Can marijuana make one kinder? Yes, a recent study says

One of the first studies to show the non-clinical advantages of cannabis use in healthy young adults.

According to a recent study, those who use cannabis show higher levels of prosocial behavior and an increased capacity for empathy.

The psychological health of 146 college students with varied levels of tetrahydrocannabinol (THC) in their urine was examined by researchers in order to inform their conclusions. Researchers discovered that cannabis users outperformed THC-free people on tests of prosocial behavior, empathy, moral harmlessness, and moral fairness after controlling for variables like sex, age, ethnicity, and childhood socioeconomic background.

Additionally, male cannabis users received greater “agreeableness” scores. As most of the observed differences between cannabis consumers and nonconsumers were connected with how long it had been since consumers’ previous use of cannabis, researchers assume that the effects are temporary.

According to co-author and associate professor Sarah Stith of the UNM Department of Economics, “the transience of the effects supports that cannabis is triggering behavioral and perceptual changes rather than that cannabis users and non-users fundamentally differ in their baseline approaches to social interactions.”

Tiphanie Chanel, a second co-author and professor of psychology at UNM, hailed the study as “groundbreaking” and expressed hope that it will spur additional investigation into the “effects of cannabis on human connections and well-being.”

According to Vigil, “I frequently refer to the cannabis plant as a super medication, relative to most other conventional pharmaceutical products, because it not only works quickly and relatively safely to treat the symptoms of a wide range of medical conditions, but now we have conclusive evidence that it may also help improve the psychosocial health of the average person.” The impacts of cannabis on our interpersonal interactions may eventually prove to be even more significant to societal well-being than its medical effects because prosociality is key to society’s general cohesiveness and vitality.

According to a Harvard research published last year, cannabis is a useful treatment choice for those with chronic pain, and some of its advantages have been linked to bettering patients’ moods.

The study, which was released in the journal Experimental and Clinical Psychopharmacology, found that patients who used cannabis regularly saw increases in their quality of life, mood, sleep, and anxiety.

Researchers concluded that while increasing CBD exposure was linked to enhanced mood, the data “usually suggest increased THC exposure was connected to pain-related improvement.”

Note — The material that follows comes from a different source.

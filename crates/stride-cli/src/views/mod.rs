pub mod grid;
pub mod table;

Anxiety and despair scores showed “statistically substantial improvements” after beginning medical cannabis treatment, according to a Canadian study published earlier this year that included data from 7,362 patients.

Based on validated questionnaires that focused on anxiety and depression and were published in Psychiatry Research, researchers discovered that patients’ results improved with time.

The authors of the study report that there were “statistically significant changes” between the baseline and follow-up ratings, with individuals actively seeking medicinal cannabis to treat anxiety or depression experiencing greater benefits.

Canopy Growth’s chief medical officer, Dr. Mark Ware, stated that “cannabis and mental health are inextricably connected” in an interview with The GrowthOp in 2020.

Dr. Ware, a family physician for more than 20 years, said: “It was evident to me very early on that cannabis had a very broad effect on people’s health, including their mental health.”

He continued, however, that more research is needed to properly understand how cannabis affects mental health, particularly how it can elevate some aspects of mood.